Im Themenblock „Schadensbeispiele und Sanierungskonzepte“ werden Bespiele aus der Praxis in Form von Kurzvorträgen á 15 Minuten mit Details und Bildmaterial vorgestellt. Themenvorschläge können bis zum 15. Oktober 2016 bei der Redaktion eingereicht werden.
Sie möchten Ihr Projekt vorstellen?
Dann melden Sie sich mit Ihrem Vorschlag bis zum 15.10.2016 unter red.bauenimbestand@rudolf-mueller.de oder rufen Sie uns einfach an unter: 0221 5497-251. Wir senden Ihnen dann gerne weitergehende Informationen zur Einreichung zu.

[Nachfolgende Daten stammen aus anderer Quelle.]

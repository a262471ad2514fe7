//! Orderable Items
//!
//! Entries of the reorderable lists edited in the wizard.

use serde::{Deserialize, Serialize};

use leptos_dragdrop::Orderable;

use crate::accordion::AccordionItem;
use crate::forms::{FieldKind, FieldSpec};
use crate::{flag_field, text_field};

macro_rules! impl_orderable {
    ($($ty:ty),* $(,)?) => {
        $(
            impl Orderable for $ty {
                fn id(&self) -> &str {
                    &self.id
                }
                fn sort_order(&self) -> i32 {
                    self.sort_order
                }
                fn set_sort_order(&mut self, order: i32) {
                    self.sort_order = order;
                }
            }
        )*
    };
}

/// Falls back to a numbered label when the item has no name yet
fn title_or(value: &str, noun: &str, order: i32) -> String {
    if value.trim().is_empty() {
        format!("{} {}", noun, order + 1)
    } else {
        value.trim().to_string()
    }
}

#[derive(Debug, Clone, PartialEq, Default, Serialize, Deserialize)]
#[serde(rename_all = "camelCase", default)]
pub struct TeamMember {
    pub id: String,
    pub sort_order: i32,
    pub name: String,
    pub role: String,
    pub photo: String,
}

#[derive(Debug, Clone, PartialEq, Default, Serialize, Deserialize)]
#[serde(rename_all = "camelCase", default)]
pub struct ExpertiseTopic {
    pub id: String,
    pub sort_order: i32,
    pub icon: String,
    pub title: String,
    pub description: String,
}

#[derive(Debug, Clone, PartialEq, Default, Serialize, Deserialize)]
#[serde(rename_all = "camelCase", default)]
pub struct ResultItem {
    pub id: String,
    pub sort_order: i32,
    pub client: String,
    pub instagram: String,
    pub investment: String,
    pub roi: String,
    pub photo: String,
}

#[derive(Debug, Clone, PartialEq, Default, Serialize, Deserialize)]
#[serde(rename_all = "camelCase", default)]
pub struct Client {
    pub id: String,
    pub sort_order: i32,
    pub name: String,
    pub logo: String,
}

#[derive(Debug, Clone, PartialEq, Default, Serialize, Deserialize)]
#[serde(rename_all = "camelCase", default)]
pub struct ProcessTopic {
    pub id: String,
    pub sort_order: i32,
    pub title: String,
    pub description: String,
}

#[derive(Debug, Clone, PartialEq, Default, Serialize, Deserialize)]
#[serde(rename_all = "camelCase", default)]
pub struct Testimonial {
    pub id: String,
    pub sort_order: i32,
    pub name: String,
    pub role: String,
    pub testimonial: String,
    pub photo: String,
}

/// One bullet inside a pricing plan
#[derive(Debug, Clone, PartialEq, Default, Serialize, Deserialize)]
#[serde(rename_all = "camelCase", default)]
pub struct PlanDetail {
    pub id: String,
    pub sort_order: i32,
    pub description: String,
}

/// Pricing tier with its own ordered detail list
#[derive(Debug, Clone, PartialEq, Default, Serialize, Deserialize)]
#[serde(rename_all = "camelCase", default)]
pub struct Plan {
    pub id: String,
    pub sort_order: i32,
    pub title: String,
    pub description: String,
    pub value: String,
    pub plan_period: String,
    pub button_title: String,
    pub recommended: bool,
    pub plan_details: Vec<PlanDetail>,
}

#[derive(Debug, Clone, PartialEq, Default, Serialize, Deserialize)]
#[serde(rename_all = "camelCase", default)]
pub struct TermsEntry {
    pub id: String,
    pub sort_order: i32,
    pub title: String,
    pub description: String,
}

#[derive(Debug, Clone, PartialEq, Default, Serialize, Deserialize)]
#[serde(rename_all = "camelCase", default)]
pub struct FaqEntry {
    pub id: String,
    pub sort_order: i32,
    pub question: String,
    pub answer: String,
}

impl_orderable!(
    TeamMember,
    ExpertiseTopic,
    ResultItem,
    Client,
    ProcessTopic,
    Testimonial,
    PlanDetail,
    Plan,
    TermsEntry,
    FaqEntry,
);

impl AccordionItem for TeamMember {
    const ID_PREFIX: &'static str = "member";
    const NOUN: &'static str = "Membro";
    const HAS_IMAGE: bool = true;

    fn with_id(id: String, sort_order: i32) -> Self {
        Self { id, sort_order, ..Default::default() }
    }

    fn title(&self) -> String {
        title_or(&self.name, Self::NOUN, self.sort_order)
    }

    fn fields() -> Vec<FieldSpec<Self>> {
        vec![
            text_field!(TeamMember, name, "name", "Nome").required().max(60),
            text_field!(TeamMember, role, "role", "Cargo").max(60),
        ]
    }

    fn image(&self) -> Option<&str> {
        Some(&self.photo)
    }

    fn set_image(&mut self, url: String) {
        self.photo = url;
    }
}

impl AccordionItem for ExpertiseTopic {
    const ID_PREFIX: &'static str = "expertise";
    const NOUN: &'static str = "Especialidade";

    fn with_id(id: String, sort_order: i32) -> Self {
        Self { id, sort_order, ..Default::default() }
    }

    fn title(&self) -> String {
        title_or(&self.title, Self::NOUN, self.sort_order)
    }

    fn fields() -> Vec<FieldSpec<Self>> {
        vec![
            text_field!(ExpertiseTopic, icon, "icon", "Ícone").placeholder("ex.: DiamondIcon"),
            text_field!(ExpertiseTopic, title, "title", "Título").required().max(30),
            text_field!(ExpertiseTopic, description, "description", "Descrição")
                .textarea()
                .required()
                .max(130),
        ]
    }
}

impl AccordionItem for ResultItem {
    const ID_PREFIX: &'static str = "result";
    const NOUN: &'static str = "Resultado";
    const HAS_IMAGE: bool = true;

    fn with_id(id: String, sort_order: i32) -> Self {
        Self { id, sort_order, ..Default::default() }
    }

    fn title(&self) -> String {
        title_or(&self.client, Self::NOUN, self.sort_order)
    }

    fn fields() -> Vec<FieldSpec<Self>> {
        vec![
            text_field!(ResultItem, client, "client", "Cliente").required().max(50),
            text_field!(ResultItem, instagram, "instagram", "Instagram").max(40),
            text_field!(ResultItem, investment, "investment", "Investimento").max(20),
            text_field!(ResultItem, roi, "roi", "Retorno").max(20),
        ]
    }

    fn image(&self) -> Option<&str> {
        Some(&self.photo)
    }

    fn set_image(&mut self, url: String) {
        self.photo = url;
    }
}

impl AccordionItem for Client {
    const ID_PREFIX: &'static str = "client";
    const NOUN: &'static str = "Cliente";
    const HAS_IMAGE: bool = true;

    fn with_id(id: String, sort_order: i32) -> Self {
        Self { id, sort_order, ..Default::default() }
    }

    fn title(&self) -> String {
        title_or(&self.name, Self::NOUN, self.sort_order)
    }

    fn fields() -> Vec<FieldSpec<Self>> {
        vec![text_field!(Client, name, "name", "Nome").required().max(50)]
    }

    fn image(&self) -> Option<&str> {
        Some(&self.logo)
    }

    fn set_image(&mut self, url: String) {
        self.logo = url;
    }
}

impl AccordionItem for ProcessTopic {
    const ID_PREFIX: &'static str = "process";
    const NOUN: &'static str = "Etapa";

    fn with_id(id: String, sort_order: i32) -> Self {
        Self { id, sort_order, ..Default::default() }
    }

    fn title(&self) -> String {
        title_or(&self.title, Self::NOUN, self.sort_order)
    }

    fn fields() -> Vec<FieldSpec<Self>> {
        vec![
            text_field!(ProcessTopic, title, "title", "Título").required().max(40),
            text_field!(ProcessTopic, description, "description", "Descrição")
                .textarea()
                .required()
                .max(240),
        ]
    }
}

impl AccordionItem for Testimonial {
    const ID_PREFIX: &'static str = "testimonial";
    const NOUN: &'static str = "Depoimento";
    const HAS_IMAGE: bool = true;

    fn with_id(id: String, sort_order: i32) -> Self {
        Self { id, sort_order, ..Default::default() }
    }

    fn title(&self) -> String {
        title_or(&self.name, Self::NOUN, self.sort_order)
    }

    fn fields() -> Vec<FieldSpec<Self>> {
        vec![
            text_field!(Testimonial, name, "name", "Nome").required().max(50),
            text_field!(Testimonial, role, "role", "Cargo / empresa").max(50),
            text_field!(Testimonial, testimonial, "testimonial", "Depoimento")
                .textarea()
                .required()
                .max(400),
        ]
    }

    fn image(&self) -> Option<&str> {
        Some(&self.photo)
    }

    fn set_image(&mut self, url: String) {
        self.photo = url;
    }
}

impl AccordionItem for PlanDetail {
    const ID_PREFIX: &'static str = "plan-detail";
    const NOUN: &'static str = "Item";

    fn with_id(id: String, sort_order: i32) -> Self {
        Self { id, sort_order, ..Default::default() }
    }

    fn title(&self) -> String {
        title_or(&self.description, Self::NOUN, self.sort_order)
    }

    fn fields() -> Vec<FieldSpec<Self>> {
        vec![text_field!(PlanDetail, description, "description", "Descrição").required().max(70)]
    }
}

impl AccordionItem for Plan {
    const ID_PREFIX: &'static str = "plan";
    const NOUN: &'static str = "Plano";

    fn with_id(id: String, sort_order: i32) -> Self {
        Self { id, sort_order, ..Default::default() }
    }

    fn title(&self) -> String {
        title_or(&self.title, Self::NOUN, self.sort_order)
    }

    fn fields() -> Vec<FieldSpec<Self>> {
        vec![
            text_field!(Plan, title, "title", "Título").required().max(25),
            text_field!(Plan, description, "description", "Descrição").textarea().max(110),
            text_field!(Plan, value, "value", "Valor").required().max(12).placeholder("R$ 0,00"),
            text_field!(Plan, plan_period, "planPeriod", "Período").max(20).placeholder("mensal"),
            text_field!(Plan, button_title, "buttonTitle", "Texto do botão").max(25),
            flag_field!(Plan, recommended, "recommended", "Plano recomendado"),
        ]
    }
}

impl AccordionItem for TermsEntry {
    const ID_PREFIX: &'static str = "terms";
    const NOUN: &'static str = "Termo";

    fn with_id(id: String, sort_order: i32) -> Self {
        Self { id, sort_order, ..Default::default() }
    }

    fn title(&self) -> String {
        title_or(&self.title, Self::NOUN, self.sort_order)
    }

    fn fields() -> Vec<FieldSpec<Self>> {
        vec![
            text_field!(TermsEntry, title, "title", "Título").required().max(30),
            text_field!(TermsEntry, description, "description", "Descrição")
                .textarea()
                .required()
                .max(180),
        ]
    }
}

impl AccordionItem for FaqEntry {
    const ID_PREFIX: &'static str = "faq";
    const NOUN: &'static str = "Pergunta";

    fn with_id(id: String, sort_order: i32) -> Self {
        Self { id, sort_order, ..Default::default() }
    }

    fn title(&self) -> String {
        title_or(&self.question, Self::NOUN, self.sort_order)
    }

    fn fields() -> Vec<FieldSpec<Self>> {
        vec![
            text_field!(FaqEntry, question, "question", "Pergunta").required().max(100),
            text_field!(FaqEntry, answer, "answer", "Resposta")
                .kind(FieldKind::TextArea)
                .required()
                .max(300),
        ]
    }
}

#[cfg(test)]
mod tests {
    use super::*;
    use crate::accordion::AccordionList;
    use leptos_dragdrop::is_contiguous;

    #[test]
    fn test_title_falls_back_to_position() {
        let m = TeamMember::with_id("x".into(), 2);
        assert_eq!(m.title(), "Membro 3");
        let mut f = FaqEntry::with_id("y".into(), 0);
        f.question = "  Qual o prazo?  ".into();
        assert_eq!(f.title(), "Qual o prazo?");
    }

    #[test]
    fn test_reordering_plan_details_is_local_to_the_plan() {
        let mut plans = AccordionList::<Plan>::default();
        let p1 = plans.add();
        let p2 = plans.add();
        for plan_id in [&p1, &p2] {
            plans.update(plan_id, |plan| {
                let mut details = AccordionList::<PlanDetail>::default();
                for text in ["x", "y", "z"] {
                    let id = details.add();
                    details.update(&id, |d| d.description = text.into());
                }
                plan.plan_details = details.into_items();
            });
        }
        let plans_before: Vec<String> = plans.items().iter().map(|p| p.id.clone()).collect();
        let other_before = plans.get(&p2).unwrap().plan_details.clone();

        plans.update(&p1, |plan| {
            let mut details = AccordionList::new(std::mem::take(&mut plan.plan_details));
            details.move_item(0, 2);
            plan.plan_details = details.into_items();
        });

        let moved: Vec<&str> = plans.get(&p1).unwrap().plan_details.iter().map(|d| d.description.as_str()).collect();
        assert_eq!(moved, vec!["y", "z", "x"]);
        assert!(is_contiguous(&plans.get(&p1).unwrap().plan_details));
        assert_eq!(plans.get(&p2).unwrap().plan_details, other_before);
        let plans_after: Vec<String> = plans.items().iter().map(|p| p.id.clone()).collect();
        assert_eq!(plans_after, plans_before);
    }

    #[test]
    fn test_image_items_expose_their_image_slot() {
        let mut c = Client::with_id("c".into(), 0);
        c.set_image("https://cdn/logo.png".into());
        assert_eq!(c.image(), Some("https://cdn/logo.png"));
        assert!(Client::HAS_IMAGE);
        assert!(!FaqEntry::HAS_IMAGE);
        assert_eq!(FaqEntry::with_id("f".into(), 0).image(), None);
    }
}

Über die Berliner Schimmelpilzkonferenz
Schimmelpilze in Gebäuden sind ein wichtiges Dauerthema und regelmäßig Anlass für Konflikte, nicht nur in älteren Bestandsbauten, sondern auch in energetisch sanierten Gebäuden und Neubauten. Dabei sind die Ursachen von mikrobiellen Schäden genauso vielfältig wie die Probleme, die sie mit sich bringen können.
Schimmelpilzbefall stellt nicht nur ein Risiko für die Gesundheit der Gebäudenutzer dar, sondern auch für die Bausubstanz. Zudem muss die fachgerechte Beseitigung der Schimmelpilzbelastung auf den jeweiligen Einzelfall zugeschnitten sein, um dauerhaft Erfolg zu bringen. Mit diesen Problemstellungen befasst sich die 7. Berliner Schimmelpilzkonferenz am 23.03.2017 und vermittelt praktische Hilfestellungen und Lösungen.
Ziel der Konferenz ist es, den Teilnehmern einen umfassenden Überblick über aktuell relevante Aspekte der Diagnose, Sanierung und Vermeidung von Schimmelpilzbelastungen in Gebäuden für die berufliche Praxis zu geben.
Die Schimmelpilzkonferenz wendet sich an Fach- und Führungskräfte der Bau- und Immobilienwirtschaft, Behörden und Verbände, Architekten und Planer, Bauingenieure und Energieberater, Maler und Stuckateure, Bautrocknungs- und Sanierungsfirmen, Gutachter und Sachverständige, Baubiologen und Umweltmediziner, Prüfinstitute, Baustoffhersteller und Baustofffachhandel, Fachanwälte für Miet- und Baurecht.